Expect the Impossible . . . but settle for the unoriginal.

Ahhh…the world of secret agents and espionage. The Impossible Missions Force (IMF)
appears to be the United States’ answer to that “007” fella that lives over the pond. While that
English ladies man is all charm and silky smoothness, Ethan Hunt is more of an everyday
guy. It may not be pretty and he may not be able to get laid in every country he goes to, but
he gets the job done. Bond has his trademark PP7 and a license to kill. Hunt mostly uses a
dart gun for which he is authorized to … er … disable enemies … uh … temporarily.

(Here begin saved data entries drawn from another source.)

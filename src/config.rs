use std::fs;
use std::io;
use std::path::{Path, PathBuf};
use tracing::info;

/// File name of the generated loader configuration.
pub const LOADER_CONFIG_NAME: &str = "ColdClientLoader.ini";

/// Renders the loader configuration for one executable/app-id pair.
///
/// The downstream loader parses this file, so the section header, key order,
/// dll file names and the empty `ExeCommandLine` value are reproduced byte
/// for byte. The output depends on nothing but the two arguments.
pub fn render_loader_config(executable: &str, app_id: u32) -> String {
    format!(
        "[SteamClient]\n\
         Exe = {executable}\n\
         ExeRunDir = .\n\
         ExeCommandLine = \n\
         AppId = {app_id}\n\
         SteamClientDll = steamclient.dll\n\
         SteamClient64Dll = steamclient64.dll\n"
    )
}

/// Writes the loader configuration into `dir`, truncating any previous one.
///
/// Returns the path of the written file.
pub fn write_loader_config(dir: &Path, executable: &str, app_id: u32) -> io::Result<PathBuf> {
    let path = dir.join(LOADER_CONFIG_NAME);
    fs::write(&path, render_loader_config(executable, app_id))?;
    info!("wrote {}", path.display());
    Ok(path)
}
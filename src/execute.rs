use std::ffi::OsStr;
use std::path::Path;
use anyhow::{bail, Context, Result};
use colored::Colorize;
use tracing::warn;
use steampatch::catalog::fetch_catalog;
use steampatch::installer::{install, InstallRequest, InstallTarget};
use steampatch::resolve::{resolve, EXE_SUFFIX};
use steampatch::util::scan_executables;
use crate::cli::{SteampatchCommand, CLI};

pub fn execute(cli: CLI) -> Result<()> {
    match cli.command {
        SteampatchCommand::Scan { dir } => execute_scan(&dir),
        SteampatchCommand::Search { name } => execute_search(&name),
        SteampatchCommand::Install { dir, exe, app_id } => execute_install(&dir, &exe, app_id),
    }
}

pub fn execute_scan(dir: &Path) -> Result<()> {
    let executables = scan_executables(dir)
        .with_context(|| format!("could not scan {}", dir.display()))?;
    if executables.is_empty() {
        println!("No executables found in {}", dir.display());
        return Ok(());
    }
    for exe in executables {
        println!("{exe}");
    }
    Ok(())
}

pub fn execute_search(name: &str) -> Result<()> {
    let catalog = match fetch_catalog() {
        Ok(catalog) => catalog,
        Err(e) => {
            // a failed fetch means zero candidates, not a crashed search
            warn!("could not fetch the app catalog: {e}");
            Vec::new()
        }
    };
    let candidates = resolve(name, &catalog);
    if candidates.is_empty() {
        println!("{}", format!("No matches for {name}").yellow());
        return Ok(());
    }
    for entry in candidates {
        println!(
            "{} {}",
            entry.name,
            format!("(app id {})", entry.app_id).dimmed()
        );
    }
    Ok(())
}

pub fn execute_install(dir: &Path, exe: &str, app_id: u32) -> Result<()> {
    let target = locate_target(dir, exe)?;
    let catalog = fetch_catalog().context("could not fetch the app catalog")?;
    let candidates = resolve(exe, &catalog);
    let entry = candidates
        .into_iter()
        .find(|entry| entry.app_id == app_id)
        .ok_or_else(|| {
            anyhow::anyhow!(
                "app id {app_id} is not a candidate for {exe}; run `steampatch search {exe}`"
            )
        })?;

    println!(
        "Patching {} for {} (app id {})",
        target.directory.display(),
        entry.name,
        entry.app_id
    );
    let request = InstallRequest { target, entry };
    install(&request)?;
    println!("{}", "Patch bundle installed.".green());
    Ok(())
}

fn locate_target(dir: &Path, exe: &str) -> Result<InstallTarget> {
    let directory = dir
        .canonicalize()
        .with_context(|| format!("{} is not an existing directory", dir.display()))?;
    if !directory.is_dir() {
        bail!("{} is not a directory", directory.display());
    }
    // the join below resolves `..` and absolute names, so the name must be bare
    if Path::new(exe).file_name() != Some(OsStr::new(exe)) {
        bail!("{exe} is not a plain file name");
    }
    if !exe.ends_with(EXE_SUFFIX) {
        bail!("{exe} does not end in {EXE_SUFFIX}");
    }
    if !directory.join(exe).is_file() {
        bail!("{exe} not found in {}", directory.display());
    }
    Ok(InstallTarget {
        directory,
        executable: exe.to_string(),
    })
}
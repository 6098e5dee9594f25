//! # Steampatch Core Library
//!
//! This crate contains the core logic of the `steampatch` tool: it identifies
//! a game's executable against the Steam app catalog and installs the
//! `steam-game-patcher` bundle into the game folder, ending with a generated
//! `ColdClientLoader.ini` that binds the executable to the chosen app id.
//!
//! The library is built for the `steampatch` CLI, but the pieces are plain
//! functions over plain values and can be reused as a backend in other tools.
//!
//! ## Modules Overview
//! - [`catalog`] – Fetching and decoding the remote app catalog
//! - [`resolve`] – Matching an executable name against a catalog snapshot
//! - [`installer`] – The download, extract, merge and configure pipeline
//! - [`config`] – Rendering and writing the loader configuration file
//! - [`net`] – Blocking HTTP plumbing shared by catalog and bundle fetches
//! - [`util`] – Shared helpers (game folder scanning)

pub mod catalog;
pub mod config;
pub mod installer;
pub mod net;
pub mod resolve;
pub mod util;

pub use catalog::*;
pub use config::*;
pub use installer::*;
pub use net::*;
pub use resolve::*;
pub use util::*;
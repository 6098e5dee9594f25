use std::path::PathBuf;
use clap::{Parser, Subcommand};

#[derive(Debug, Parser, Clone)]
#[clap(author, version, about, long_about = None)]
pub struct CLI {
    #[command(subcommand)]
    pub(crate) command: SteampatchCommand,
}

#[derive(Debug, Subcommand, Clone, PartialEq)]
pub enum SteampatchCommand {
    /// Lists the executables found directly inside a game folder
    Scan {
        /// The game folder to look in
        dir: PathBuf,
    },
    /// Searches the Steam catalog for entries matching an executable name.
    /// The `.exe` suffix is optional
    Search {
        name: String,
    },
    /// Downloads the patch bundle into a game folder, merges it in and
    /// writes the `ColdClientLoader.ini` for the chosen app id
    Install {
        /// The game folder to patch
        dir: PathBuf,
        /// File name of the game executable inside the folder
        exe: String,
        /// App id to bind the executable to. Must be one of the entries
        /// `search` lists for the executable
        #[clap(long)]
        app_id: u32,
    },
}
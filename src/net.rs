use std::time::Duration;
use reqwest::StatusCode;
use reqwest::blocking::{Client, Response};
use thiserror::Error;
use tracing::debug;

/// Upper bound for one whole request, body included. The app catalog is a
/// multi-megabyte JSON document, so this is generous on purpose.
pub const HTTP_TIMEOUT: Duration = Duration::from_secs(120);

const USER_AGENT: &str = concat!("steampatch/", env!("CARGO_PKG_VERSION"));

/// A catalog or archive fetch that did not produce a usable response body.
#[derive(Debug, Error)]
pub enum NetworkError {
    /// The server answered, but not with a success status.
    #[error("GET {url} returned status {status}")]
    Status { url: String, status: StatusCode },
    /// The request never completed (DNS, timeout, connection reset, ...).
    #[error("GET {url} failed")]
    Transport {
        url: String,
        #[source]
        source: reqwest::Error,
    },
}

impl NetworkError {
    pub(crate) fn transport(url: &str, source: reqwest::Error) -> Self {
        NetworkError::Transport {
            url: url.to_string(),
            source,
        }
    }
}

/// Issues a blocking GET and checks the response status.
///
/// Returns the raw [`Response`] so callers decide how to consume the body
/// (text for the catalog, bytes for the bundle archive).
pub(crate) fn http_get(url: &str) -> Result<Response, NetworkError> {
    let client = Client::builder()
        .user_agent(USER_AGENT)
        .timeout(HTTP_TIMEOUT)
        .build()
        .map_err(|e| NetworkError::transport(url, e))?;

    let response = client
        .get(url)
        .send()
        .map_err(|e| NetworkError::transport(url, e))?;

    let status = response.status();
    debug!("GET {url} -> {status}");
    if !status.is_success() {
        return Err(NetworkError::Status {
            url: url.to_string(),
            status,
        });
    }
    Ok(response)
}
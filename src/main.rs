mod cli;
mod execute;

use clap::Parser;
use crate::cli::CLI;
use anyhow::Result;

fn main() -> Result<()> {
    tracing_subscriber::fmt()
        .with_env_filter(
            tracing_subscriber::EnvFilter::try_from_default_env()
                .unwrap_or_else(|_| "steampatch=info".into()),
        )
        .with_target(false)
        .with_writer(std::io::stderr)
        .init();

    let cli = CLI::parse();
    execute::execute(cli)
}
//! Command implementations for the dbchat CLI

use std::io::{self, Write};
use std::sync::Arc;

use anyhow::{bail, Context, Result};
use tokio::io::{AsyncBufReadExt, BufReader};
use tokio::signal;
use tracing::{error, info};

use dbchat_agent::Agent;
use dbchat_config::{DbConfig, LlmConfig};
use dbchat_mcp::{McpBridge, ToolExecutor, DEFAULT_SERVER_COMMAND};
use dbchat_provider::OpenAiProvider;
use dbchat_session::MemorySaver;

/// Words that end the interactive loop.
const EXIT_KEYWORDS: &[&str] = &["quit", "exit", "bye", "stop"];

fn is_exit_command(input: &str) -> bool {
    let trimmed = input.trim();
    EXIT_KEYWORDS
        .iter()
        .any(|k| trimmed.eq_ignore_ascii_case(k))
}

/// Spawn the MySQL MCP server with the connection parameters in its
/// environment and verify it advertises at least one tool.
async fn connect_tools(db: &DbConfig) -> Result<McpBridge> {
    let bridge = McpBridge::spawn(DEFAULT_SERVER_COMMAND, &[], &db.to_env_map())
        .await
        .with_context(|| format!("failed to connect to {}", DEFAULT_SERVER_COMMAND))?;

    if bridge.tool_names().is_empty() {
        bail!("tool server exposed no tools");
    }
    Ok(bridge)
}

pub async fn chat_command(message: Option<String>, thread: String) -> Result<()> {
    let db = DbConfig::from_env().context("database configuration error")?;
    let llm = LlmConfig::from_env().context("provider configuration error")?;
    info!("Session starting against {}", db.redacted_url());

    let bridge = connect_tools(&db).await?;
    let provider = OpenAiProvider::new(llm.api_key, llm.api_base, Some(llm.model.clone()));

    let agent = Agent::new(
        provider,
        Arc::new(bridge),
        Arc::new(MemorySaver::new()),
        llm.model,
        llm.temperature,
    );

    if let Some(message) = message {
        let response = run_turn_inline(&agent, &thread, &message).await;
        println!("{}", response);
        return Ok(());
    }

    println!("{}", "=".repeat(60));
    println!("AI Agent Ready! Type quit, exit, bye or stop to stop.");
    println!("{}", "=".repeat(60));

    let mut stdin = BufReader::new(tokio::io::stdin());
    loop {
        print!("\nUSER: ");
        io::stdout().flush()?;

        let mut line = String::new();
        // Ctrl-C ends the session like an exit keyword does.
        let bytes = tokio::select! {
            read = stdin.read_line(&mut line) => read?,
            _ = signal::ctrl_c() => {
                println!("\nExiting...");
                break;
            }
        };
        if bytes == 0 {
            println!("\nExiting...");
            break;
        }

        let input = line.trim();
        if input.is_empty() {
            continue;
        }
        if is_exit_command(input) {
            println!("Exiting...");
            break;
        }

        info!("User query: {}", input);
        let response = run_turn_inline(&agent, &thread, input).await;
        info!("Agent response: {}", response);
        println!("\n{}", response);
    }

    Ok(())
}

/// One turn of the conversation. Failures are reported inline so the
/// loop keeps running.
async fn run_turn_inline<P: dbchat_provider::Provider>(
    agent: &Agent<P>,
    thread: &str,
    input: &str,
) -> String {
    match agent.run_turn(thread, input).await {
        Ok(response) => response,
        Err(e) => {
            error!("Turn failed: {}", e);
            format!("Error during execution: {}", e)
        }
    }
}

/// Connect to the tool server and list what it offers.
pub async fn tools_command() -> Result<()> {
    let db = DbConfig::from_env().context("database configuration error")?;
    let bridge = connect_tools(&db).await?;

    for tool in bridge.definitions() {
        println!("{} - {}", tool.function.name, tool.function.description);
    }

    bridge.close().await;
    Ok(())
}
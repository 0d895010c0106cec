//! dbchat - chat with a MySQL database through an AI analyst

use clap::{Parser, Subcommand};
use tracing::error;

mod commands;
mod logging;

/// Conversational MySQL query agent
#[derive(Parser)]
#[command(name = "dbchat")]
#[command(about = "Ask questions, get SQL-backed answers")]
#[command(version = env!("CARGO_PKG_VERSION"))]
struct Cli {
    #[command(subcommand)]
    command: Commands,
}

#[derive(Subcommand)]
enum Commands {
    /// Chat with the agent
    Chat {
        /// One-shot message; omit for the interactive loop
        #[arg(short, long)]
        message: Option<String>,
        /// Conversation thread id
        #[arg(short, long, default_value = "1")]
        thread: String,
    },
    /// List the tools exposed by the MCP server
    Tools,
}

#[tokio::main]
async fn main() {
    let cli = Cli::parse();

    if let Err(e) = logging::init() {
        eprintln!("Failed to initialize logging: {}", e);
        std::process::exit(1);
    }

    match cli.command {
        Commands::Chat { message, thread } => {
            if let Err(e) = commands::chat_command(message, thread).await {
                error!("Error: {:#}", e);
                std::process::exit(1);
            }
        }
        Commands::Tools => {
            if let Err(e) = commands::tools_command().await {
                error!("Error: {:#}", e);
                std::process::exit(1);
            }
        }
    }
}
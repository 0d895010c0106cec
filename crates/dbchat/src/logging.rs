//! Logging setup: full detail to a file, warnings to the console

use std::fs::OpenOptions;
use std::io;
use std::sync::Arc;

use anyhow::Context;
use tracing_subscriber::filter::LevelFilter;
use tracing_subscriber::layer::SubscriberExt;
use tracing_subscriber::util::SubscriberInitExt;
use tracing_subscriber::{EnvFilter, Layer};

use dbchat_config::{log_path, logs_dir};

/// Install the global subscriber. Everything at info and above goes to
/// `~/.dbchat/logs/dbchat.log`; only warnings and errors reach stderr so
/// the conversation stays readable.
pub fn init() -> anyhow::Result<()> {
    let dir = logs_dir();
    std::fs::create_dir_all(&dir)
        .with_context(|| format!("failed to create log directory {}", dir.display()))?;

    let file = OpenOptions::new()
        .create(true)
        .append(true)
        .open(log_path())
        .context("failed to open log file")?;

    let file_filter = EnvFilter::try_from_default_env().unwrap_or_else(|_| EnvFilter::new("info"));

    let file_layer = tracing_subscriber::fmt::layer()
        .with_ansi(false)
        .with_writer(Arc::new(file))
        .with_filter(file_filter);

    let console_layer = tracing_subscriber::fmt::layer()
        .without_time()
        .with_target(false)
        .with_writer(io::stderr)
        .with_filter(LevelFilter::WARN);

    tracing_subscriber::registry()
        .with(file_layer)
        .with(console_layer)
        .init();

    Ok(())
}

It’s pretty much the same with the two games, Goldeneye and Mission: Impossible. Goldeneye is smooth, sophisticated, and still one of the best games for the N64. On the other hand, Mission: Impossible is a little rough around the edges and much less refined, though it’s still a decent game that gets the job done.

As Ethan Hunt (point man for the IMF), you take on a variety of missions, such as
sabotaging enemy equipment, rescuing hostages, and stealing sensitive information. Aside
from skeletal plot elements, the game itself has very little to do with the movie, and if you
have a good attention to detail the game retains movie humor. There are two difficulty settings: Possible
and Impossible. Much like Goldeneye, the more difficult setting means you take more damage from enemies as well as added tasks you need to do to accomplish the mission.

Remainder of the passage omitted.